_DATA_
+ + + + + + +

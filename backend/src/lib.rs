//! Funding Simulator Core
//!
//! Discrete-tick, agent-based simulator of research funding flows between
//! researchers, a DAO treasury, knowledge markets and community members.
//!
//! # Architecture
//!
//! - **core**: Tick clock and time constants
//! - **rng**: Deterministic random number generation
//! - **models**: Domain types (Ledger, Proposal, Agent, State, Events)
//! - **agents**: Per-tick behavior of each agent variant
//! - **kpi**: Per-tick metric series with rolling-window queries
//! - **orchestrator**: Run configuration, tick loop, status output
//! - **scenario**: Built-in open-science wiring
//!
//! # Critical Invariants
//!
//! 1. All money values are i64 minor units, per unit (A, B)
//! 2. All randomness is deterministic (seeded RNG)
//! 3. Units are never created or destroyed mid-run; burns go to a sink agent
//! 4. Agents step sequentially in registry order, once per tick

pub mod agents;
pub mod core;
pub mod kpi;
pub mod models;
pub mod orchestrator;
pub mod rng;
pub mod scenario;

// Re-exports for convenience
pub use agents::{Community, Generator, Market, ProposalStatus, Researcher, Treasury};
pub use core::time::TimeManager;
pub use kpi::{KpiError, KpiSeries, KpiTracker};
pub use models::{
    agent::{Agent, AgentKind},
    event::{Event, EventLog},
    ledger::{Ledger, LedgerError, Unit},
    proposal::{Proposal, ProposalError, ProposalEvaluation, ProposalTemplate},
    state::{ConstantPrice, PriceOracle, SimulationState},
    weights::{ReceivingAgents, Weight, WeightSpec},
};
pub use orchestrator::{
    CsvSink, MemorySink, RunSummary, SimEngine, SimulationConfig, SimulationError,
    StatusSink, StrategyParameters,
};
pub use rng::RngManager;
//! Agent behaviors
//!
//! Each variant implements one `step(name, state)` called exactly once per
//! tick in registry order. A step may read any agent through the state,
//! issue transfers originating from its own account, and mutate only its
//! own fields. Cross-agent effects happen through transfers and through
//! the read-only records agents publish (proposals, evaluations).
//!
//! Available behaviors:
//! 1. **Researcher**: authors proposals on a cadence, spends grants
//! 2. **Treasury**: evaluates proposals, funds winners, routes inflows
//! 3. **Market**: withholds a transaction fee and forwards the rest
//! 4. **Community**: periodically buys from a market
//! 5. **Generator**: spawns new researchers over time

pub mod community;
pub mod generator;
pub mod market;
pub mod researcher;
pub mod treasury;

pub use community::Community;
pub use generator::{Generator, ResearcherTemplate};
pub use market::Market;
pub use researcher::{ProposalStatus, Researcher};
pub use treasury::Treasury;

use crate::models::ledger::Unit;
use crate::models::state::SimulationState;
use crate::models::weights::ReceivingAgents;
use crate::orchestrator::SimulationError;

/// Send each recipient its weighted share of `base` from `from`'s account
///
/// Shares are clamped to what remains in the sender's balance, so a table
/// whose weights sum past 1 drains the sender instead of failing. Returns
/// the total amount sent.
pub(crate) fn route(
    state: &mut SimulationState,
    from: &str,
    unit: Unit,
    base: i64,
    receivers: &ReceivingAgents,
) -> Result<i64, SimulationError> {
    let mut sent = 0;
    for (to, share) in receivers.shares(state, base) {
        let amount = share.min(state.balance(from, unit)?);
        if amount > 0 {
            state.transfer(from, &to, unit, amount)?;
            sent += amount;
        }
    }
    Ok(sent)
}
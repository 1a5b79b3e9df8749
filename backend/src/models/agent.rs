//! Agent model
//!
//! An agent is a name plus one variant from a closed set of behaviors.
//! Balances are not stored here: they live in the state's [`Ledger`]
//! account of the same name, so value can move to an agent even while
//! that agent is checked out of the registry for its own step.
//!
//! [`Ledger`]: crate::models::ledger::Ledger

use crate::agents::{Community, Generator, Market, Researcher, Treasury};
use crate::models::state::SimulationState;
use crate::orchestrator::SimulationError;

/// Behavior variant of an agent
#[derive(Debug, Clone)]
pub enum AgentKind {
    Researcher(Researcher),
    Treasury(Treasury),
    Market(Market),
    Community(Community),
    Generator(Generator),
    /// Passive account (e.g. burn destination)
    Sink,
}

impl AgentKind {
    pub fn label(&self) -> &'static str {
        match self {
            AgentKind::Researcher(_) => "researcher",
            AgentKind::Treasury(_) => "treasury",
            AgentKind::Market(_) => "market",
            AgentKind::Community(_) => "community",
            AgentKind::Generator(_) => "generator",
            AgentKind::Sink => "sink",
        }
    }
}

/// A named participant in the simulation
///
/// # Example
/// ```
/// use funding_simulator_core_rs::{Agent, AgentKind};
///
/// let burner = Agent::new("burner", AgentKind::Sink);
/// assert_eq!(burner.name(), "burner");
/// assert!(burner.as_researcher().is_none());
/// ```
#[derive(Debug, Clone)]
pub struct Agent {
    name: String,
    kind: AgentKind,
}

impl Agent {
    pub fn new(name: impl Into<String>, kind: AgentKind) -> Self {
        Self {
            name: name.into(),
            kind,
        }
    }

    pub fn name(&self) -> &str {
        &self.name
    }

    pub fn kind(&self) -> &AgentKind {
        &self.kind
    }

    pub fn as_researcher(&self) -> Option<&Researcher> {
        match &self.kind {
            AgentKind::Researcher(r) => Some(r),
            _ => None,
        }
    }

    pub fn as_treasury(&self) -> Option<&Treasury> {
        match &self.kind {
            AgentKind::Treasury(t) => Some(t),
            _ => None,
        }
    }

    pub fn as_market(&self) -> Option<&Market> {
        match &self.kind {
            AgentKind::Market(m) => Some(m),
            _ => None,
        }
    }

    pub fn as_community(&self) -> Option<&Community> {
        match &self.kind {
            AgentKind::Community(c) => Some(c),
            _ => None,
        }
    }

    pub fn as_generator(&self) -> Option<&Generator> {
        match &self.kind {
            AgentKind::Generator(g) => Some(g),
            _ => None,
        }
    }

    pub(crate) fn as_treasury_mut(&mut self) -> Option<&mut Treasury> {
        match &mut self.kind {
            AgentKind::Treasury(t) => Some(t),
            _ => None,
        }
    }

    /// Names of every agent this one reads from or sends to
    pub fn referenced_agents(&self) -> Vec<&str> {
        match &self.kind {
            AgentKind::Researcher(r) => r.referenced_agents(),
            AgentKind::Treasury(t) => t.referenced_agents(),
            AgentKind::Market(m) => m.referenced_agents(),
            AgentKind::Community(c) => c.referenced_agents(),
            AgentKind::Generator(g) => g.referenced_agents(),
            AgentKind::Sink => Vec::new(),
        }
    }

    /// Run this agent's behavior for the current tick
    pub fn step(&mut self, state: &mut SimulationState) -> Result<(), SimulationError> {
        let name = self.name.as_str();
        match &mut self.kind {
            AgentKind::Researcher(r) => r.step(name, state),
            AgentKind::Treasury(t) => t.step(name, state),
            AgentKind::Market(m) => m.step(name, state),
            AgentKind::Community(c) => c.step(name, state),
            AgentKind::Generator(g) => g.step(name, state),
            AgentKind::Sink => Ok(()),
        }
    }
}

+ + + + + + +

The listing above is to be transcribed exactly. Include every line.

_COMPLETED EXERCISE_
filename backend/src/lib.rs
//! Funding Simulator Core
//!
//! Discrete-tick, agent-based simulator of research funding flows between
//! researchers, a DAO treasury, knowledge markets and community members.
//!
//! # Architecture
//!
//! - **core**: Tick clock and time constants
//! - **rng**: Deterministic random number generation
//! - **models**: Domain types (Ledger, Proposal, Agent, State, Events)
//! - **agents**: Per-tick behavior of each agent variant
//! - **kpi**: Per-tick metric series with rolling-window queries
//! - **orchestrator**: Run configuration, tick loop, status output
//! - **scenario**: Built-in open-science wiring
//!
//! # Critical Invariants
//!
//! 1. All money values are i64 minor units, per unit (A, B)
//! 2. All randomness is deterministic (seeded RNG)
//! 3. Units are never created or destroyed mid-run; burns go to a sink agent
//! 4. Agents step sequentially in registry order, once per tick

pub mod agents;
pub mod core;
pub mod kpi;
pub mod models;
pub mod orchestrator;
pub mod rng;
pub mod scenario;

// Re-exports for convenience
pub use agents::{Community, Generator, Market, ProposalStatus, Researcher, Treasury};
pub use core::time::TimeManager;
pub use kpi::{KpiError, KpiSeries, KpiTracker};
pub use models::{
    agent::{Agent, AgentKind},
    event::{Event, EventLog},
    ledger::{Ledger, LedgerError, Unit},
    proposal::{Proposal, ProposalError, ProposalEvaluation, ProposalTemplate},
    state::{ConstantPrice, PriceOracle, SimulationState},
    weights::{ReceivingAgents, Weight, WeightSpec},
};
pub use orchestrator::{
    CsvSink, MemorySink, RunSummary, SimEngine, SimulationConfig, SimulationError,
    StatusSink, StrategyParameters,
};
pub use rng::RngManager;
//! Agent behaviors
//!
//! Each variant implements one `step(name, state)` called exactly once per
//! tick in registry order. A step may read any agent through the state,
//! issue transfers originating from its own account, and mutate only its
//! own fields. Cross-agent effects happen through transfers and through
//! the read-only records agents publish (proposals, evaluations).
//!
//! Available behaviors:
//! 1. **Researcher**: authors proposals on a cadence, spends grants
//! 2. **Treasury**: evaluates proposals, funds winners, routes inflows
//! 3. **Market**: withholds a transaction fee and forwards the rest
//! 4. **Community**: periodically buys from a market
//! 5. **Generator**: spawns new researchers over time

pub mod community;
pub mod generator;
pub mod market;
pub mod researcher;
pub mod treasury;

pub use community::Community;
pub use generator::{Generator, ResearcherTemplate};
pub use market::Market;
pub use researcher::{ProposalStatus, Researcher};
pub use treasury::Treasury;

use crate::models::ledger::Unit;
use crate::models::state::SimulationState;
use crate::models::weights::ReceivingAgents;
use crate::orchestrator::SimulationError;

/// Send each recipient its weighted share of `base` from `from`'s account
///
/// Shares are clamped to what remains in the sender's balance, so a table
/// whose weights sum past 1 drains the sender instead of failing. Returns
/// the total amount sent.
pub(crate) fn route(
    state: &mut SimulationState,
    from: &str,
    unit: Unit,
    base: i64,
    receivers: &ReceivingAgents,
) -> Result<i64, SimulationError> {
    let mut sent = 0;
    for (to, share) in receivers.shares(state, base) {
        let amount = share.min(state.balance(from, unit)?);
        if amount > 0 {
            state.transfer(from, &to, unit, amount)?;
            sent += amount;
        }
    }
    Ok(sent)
}
repository 1a5b79b3e9df8749
filename backend/src/models/agent.rs
//! Agent model
//!
//! An agent is a name plus one variant from a closed set of behaviors.
//! Balances are not stored here: they live in the state's [`Ledger`]
//! account of the same name, so value can move to an agent even while
//! that agent is checked out of the registry for its own step.
//!
//! [`Ledger`]: crate::models::ledger::Ledger

use crate::agents::{Community, Generator, Market, Researcher, Treasury};
use crate::models::state::SimulationState;
use crate::orchestrator::SimulationError;

/// Behavior variant of an agent
#[derive(Debug, Clone)]
pub enum AgentKind {
    Researcher(Researcher),
    Treasury(Treasury),
    Market(Market),
    Community(Community),
    Generator(Generator),
    /// Passive account (e.g. burn destination)
    Sink,
}

impl AgentKind {
    pub fn label(&self) -> &'static str {
        match self {
            AgentKind::Researcher(_) => "researcher",
            AgentKind::Treasury(_) => "treasury",
            AgentKind::Market(_) => "market",
            AgentKind::Community(_) => "community",
            AgentKind::Generator(_) => "generator",
            AgentKind::Sink => "sink",
        }
    }
}

/// A named participant in the simulation
///
/// # Example
/// ```
/// use funding_simulator_core_rs::{Agent, AgentKind};
///
/// let burner = Agent::new("burner", AgentKind::Sink);
/// assert_eq!(burner.name(), "burner");
/// assert!(burner.as_researcher().is_none());
/// ```
#[derive(Debug, Clone)]
pub struct Agent {
    name: String,
    kind: AgentKind,
}

impl Agent {
    pub fn new(name: impl Into<String>, kind: AgentKind) -> Self {
        Self {
            name: name.into(),
            kind,
        }
    }

    pub fn name(&self) -> &str {
        &self.name
    }

    pub fn kind(&self) -> &AgentKind {
        &self.kind
    }

    pub fn as_researcher(&self) -> Option<&Researcher> {
        match &self.kind {
            AgentKind::Researcher(r) => Some(r),
            _ => None,
        }
    }

    pub fn as_treasury(&self) -> Option<&Treasury> {
        match &self.kind {
            AgentKind::Treasury(t) => Some(t),
            _ => None,
        }
    }

    pub fn as_market(&self) -> Option<&Market> {
        match &self.kind {
            AgentKind::Market(m) => Some(m),
            _ => None,
        }
    }

    pub fn as_community(&self) -> Option<&Community> {
        match &self.kind {
            AgentKind::Community(c) => Some(c),
            _ => None,
        }
    }

    pub fn as_generator(&self) -> Option<&Generator> {
        match &self.kind {
            AgentKind::Generator(g) => Some(g),
            _ => None,
        }
    }

    pub(crate) fn as_treasury_mut(&mut self) -> Option<&mut Treasury> {
        match &mut self.kind {
            AgentKind::Treasury(t) => Some(t),
            _ => None,
        }
    }

    /// Names of every agent this one reads from or sends to
    pub fn referenced_agents(&self) -> Vec<&str> {
        match &self.kind {
            AgentKind::Researcher(r) => r.referenced_agents(),
            AgentKind::Treasury(t) => t.referenced_agents(),
            AgentKind::Market(m) => m.referenced_agents(),
            AgentKind::Community(c) => c.referenced_agents(),
            AgentKind::Generator(g) => g.referenced_agents(),
            AgentKind::Sink => Vec::new(),
        }
    }

    /// Run this agent's behavior for the current tick
    pub fn step(&mut self, state: &mut SimulationState) -> Result<(), SimulationError> {
        let name = self.name.as_str();
        match &mut self.kind {
            AgentKind::Researcher(r) => r.step(name, state),
            AgentKind::Treasury(t) => t.step(name, state),
            AgentKind::Market(m) => m.step(name, state),
            AgentKind::Community(c) => c.step(name, state),
            AgentKind::Generator(g) => g.step(name, state),
            AgentKind::Sink => Ok(()),
        }
    }
}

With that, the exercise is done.